Review: Luciano Maggiore + Francesco fuzz Brasini - Chàsm Achanés
Folk at the Boring Machines label have drawn comparisons with New York minimalist Phill Niblock when describing the sound of Chàsm Achanés. Harmonically you can hear where they’re coming from – low drones are pitched far enough apart to be distinguishable, but close enough together to grate and groan as part of a twisted block of sound that refuses lift itself out of dissonance. But unlike Niblock, who tends to disregard the conventional concept of structure and gradually morphs his music in a manner that is unnoticeable and unrelenting, this collaboration is slightly more explicit in its dynamic shifts.
A guttural moan of horn takes a central role in the first half of this 35-minute track, smudged into a gruesome cloud of black fog, hanging overhead like an ominous fanfare. Various swirling drones eventually make a careful entrance before cutting back and re-entering again, with the eerie spells of quiet haunted by the promise of their return.
The whole piece seems caught in a surreal state of suspension – the music appears to make a very natural ascent towards climax without ever really reaching it. The closest it comes is the unnerving culmination of sound at 25-30 minutes, at which point the dissonance adopts a terrifying, oncoming storm-style presence and rises up through the middle of the soundscape.

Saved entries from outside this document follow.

//! Multi-site crawl scheduling
//!
//! The scheduler owns the cross-site frontier: a FIFO queue of
//! (hostname, depth) tasks, the global set of discovered sites, and the
//! active-worker count. One coordinating task admits workers while capacity
//! remains and sleeps on a notification otherwise; workers are spawned
//! fire-and-forget and report completion only through the shared state.
//! The run ends when the frontier is empty and the worker count is zero at
//! the same time - an empty frontier alone is not enough, because running
//! workers may still enqueue new sites.

use crate::config::Config;
use crate::crawler::site::SiteCrawler;
use crate::output::{CrawlSummary, ReportSink, SiteStats};
use crate::url::hostname_of;
use std::collections::{HashSet, VecDeque};
use std::sync::{Arc, Mutex};
use std::time::Duration;
use tokio::sync::Notify;

/// A site waiting to be crawled
///
/// `depth` is the site-to-site hop count from a seed.
#[derive(Debug, Clone, PartialEq, Eq)]
pub struct PendingSite {
    pub hostname: String,
    pub depth: u32,
}

/// State shared between the coordinator and all workers
///
/// Every field lives behind one mutex and is only reachable through methods
/// that lock internally, so no caller can mutate the frontier, the
/// discovered-site set, or the worker count unlocked. Mutations that the
/// coordinator must react to are followed by a notification; `Notify` stores
/// a permit when the coordinator is not waiting, so completions are never
/// missed.
struct SharedState {
    inner: Mutex<StateInner>,
    changed: Notify,
}

struct StateInner {
    pending_sites: VecDeque<PendingSite>,
    discovered_sites: HashSet<String>,
    active_workers: usize,
    summary: CrawlSummary,
}

impl SharedState {
    fn new() -> Self {
        Self {
            inner: Mutex::new(StateInner {
                pending_sites: VecDeque::new(),
                discovered_sites: HashSet::new(),
                active_workers: 0,
                summary: CrawlSummary::new(),
            }),
            changed: Notify::new(),
        }
    }

    /// Enqueues a seed hostname at depth 0 unless already discovered
    fn seed(&self, hostname: &str) {
        if hostname.is_empty() {
            return;
        }
        let mut inner = self.inner.lock().unwrap();
        if inner.discovered_sites.insert(hostname.to_string()) {
            inner.pending_sites.push_back(PendingSite {
                hostname: hostname.to_string(),
                depth: 0,
            });
        }
    }

    /// Claims frontier tasks while capacity remains, in FIFO order
    ///
    /// The worker count is bumped for each claimed task inside the same
    /// critical section, so capacity can never be oversubscribed.
    fn claim_tasks(&self, max_concurrency: usize) -> Vec<PendingSite> {
        let mut inner = self.inner.lock().unwrap();
        let mut claimed = Vec::new();
        while inner.active_workers < max_concurrency {
            match inner.pending_sites.pop_front() {
                Some(task) => {
                    inner.active_workers += 1;
                    claimed.push(task);
                }
                None => break,
            }
        }
        claimed
    }

    /// True when the frontier is empty and no worker is running
    fn is_idle(&self) -> bool {
        let inner = self.inner.lock().unwrap();
        inner.pending_sites.is_empty() && inner.active_workers == 0
    }

    /// Folds a completed crawl into the summary and expands the frontier
    ///
    /// Up to `fan_out_limit` hostnames not yet in the discovered-site set are
    /// enqueued at `depth + 1`; already-known hostnames do not consume the
    /// limit. Nothing is folded at or beyond the depth limit.
    fn complete_site(&self, stats: &SiteStats, depth: u32, depth_limit: u32, fan_out_limit: usize) {
        let mut inner = self.inner.lock().unwrap();
        inner.summary.absorb(stats);

        if depth < depth_limit {
            let mut folded = 0;
            for hostname in &stats.linked_sites {
                if folded >= fan_out_limit {
                    break;
                }
                if inner.discovered_sites.insert(hostname.clone()) {
                    inner.pending_sites.push_back(PendingSite {
                        hostname: hostname.clone(),
                        depth: depth + 1,
                    });
                    folded += 1;
                }
            }
        }

        drop(inner);
        self.changed.notify_one();
    }

    /// Records a site whose crawler could not start
    fn record_site_failure(&self) {
        self.inner.lock().unwrap().summary.record_site_failure();
    }

    /// Releases one worker slot and wakes the coordinator
    fn worker_finished(&self) {
        let mut inner = self.inner.lock().unwrap();
        inner.active_workers -= 1;
        drop(inner);
        self.changed.notify_one();
    }

    async fn wait_for_change(&self) {
        self.changed.notified().await;
    }

    /// Stamps and returns the finished run summary
    fn finish_summary(&self) -> CrawlSummary {
        let mut inner = self.inner.lock().unwrap();
        inner.summary.sites_discovered = inner.discovered_sites.len() as u64;
        inner.summary.finish();
        inner.summary.clone()
    }

    #[cfg(test)]
    fn frontier_snapshot(&self) -> Vec<PendingSite> {
        self.inner.lock().unwrap().pending_sites.iter().cloned().collect()
    }

    #[cfg(test)]
    fn active_workers(&self) -> usize {
        self.inner.lock().unwrap().active_workers
    }
}

/// Releases the worker slot exactly once on every exit path
///
/// Held for the whole worker body; dropping it - on normal return or on a
/// panic unwinding the task - decrements the count and notifies the
/// coordinator.
struct WorkerGuard {
    state: Arc<SharedState>,
}

impl Drop for WorkerGuard {
    fn drop(&mut self) {
        self.state.worker_finished();
    }
}

/// Coordinates a bounded pool of site-crawler workers over a shared frontier
pub struct Scheduler {
    config: Arc<Config>,
    state: Arc<SharedState>,
    report: Arc<dyn ReportSink>,
}

impl Scheduler {
    /// Creates a scheduler for a validated configuration
    pub fn new(config: Config, report: Arc<dyn ReportSink>) -> Self {
        Self {
            config: Arc::new(config),
            state: Arc::new(SharedState::new()),
            report,
        }
    }

    /// Runs the crawl to completion and returns the run summary
    ///
    /// Seeds the frontier from the configured URLs, then loops: admit
    /// workers while the frontier is non-empty and capacity remains, exit
    /// once the frontier is empty with zero active workers, and otherwise
    /// sleep until a worker signals a state change.
    pub async fn run(&self) -> CrawlSummary {
        for seed in &self.config.seed_urls {
            self.state.seed(hostname_of(seed));
        }

        loop {
            let tasks = self
                .state
                .claim_tasks(self.config.crawler.max_concurrency as usize);
            for task in tasks {
                self.spawn_worker(task);
            }

            if self.state.is_idle() {
                break;
            }
            self.state.wait_for_change().await;
        }

        let summary = self.state.finish_summary();
        self.report.run_completed(&summary);
        summary
    }

    /// Launches one fire-and-forget worker for a claimed task
    ///
    /// No error crosses the worker boundary: a site whose crawler cannot
    /// start is logged and reported as an empty result, and the guard makes
    /// the slot release unconditional.
    fn spawn_worker(&self, task: PendingSite) {
        let state = Arc::clone(&self.state);
        let config = Arc::clone(&self.config);
        let report = Arc::clone(&self.report);

        tokio::spawn(async move {
            let _guard = WorkerGuard {
                state: Arc::clone(&state),
            };

            let crawler = SiteCrawler::new(
                &task.hostname,
                config.crawler.port,
                config.crawler.pages_per_site,
                Duration::from_millis(config.crawler.crawl_delay),
            )
            .await;

            match crawler {
                Ok(crawler) => {
                    tracing::info!("Crawling {} at depth {}", task.hostname, task.depth);
                    let stats = crawler.crawl().await;
                    report.site_crawled(&stats, task.depth);
                    state.complete_site(
                        &stats,
                        task.depth,
                        config.crawler.depth_limit,
                        config.crawler.linked_sites_limit as usize,
                    );
                }
                Err(e) => {
                    tracing::warn!("Skipping site {}: {}", task.hostname, e);
                    let mut empty = SiteStats::new(&task.hostname);
                    empty.finalize();
                    report.site_crawled(&empty, task.depth);
                    state.record_site_failure();
                }
            }
        });
    }
}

It appears to edge very slightly towards a resolution for the final five minutes. Part of me wishes it had come to a halt before this happens, leaving the listener with the internal echoes of the music at its most harrowing and fresh with the unease and confusion that accompanies a piece ending on a powerfully inconclusive note, like being abruptly shaken out of a nightmare. But as it is, the piece eases itself gradually into silence, listener emotions subside, and normality is carefully restored bit by bit. I’m still quite addicted to this collaboration regardless. For the most part it’s utterly brilliant.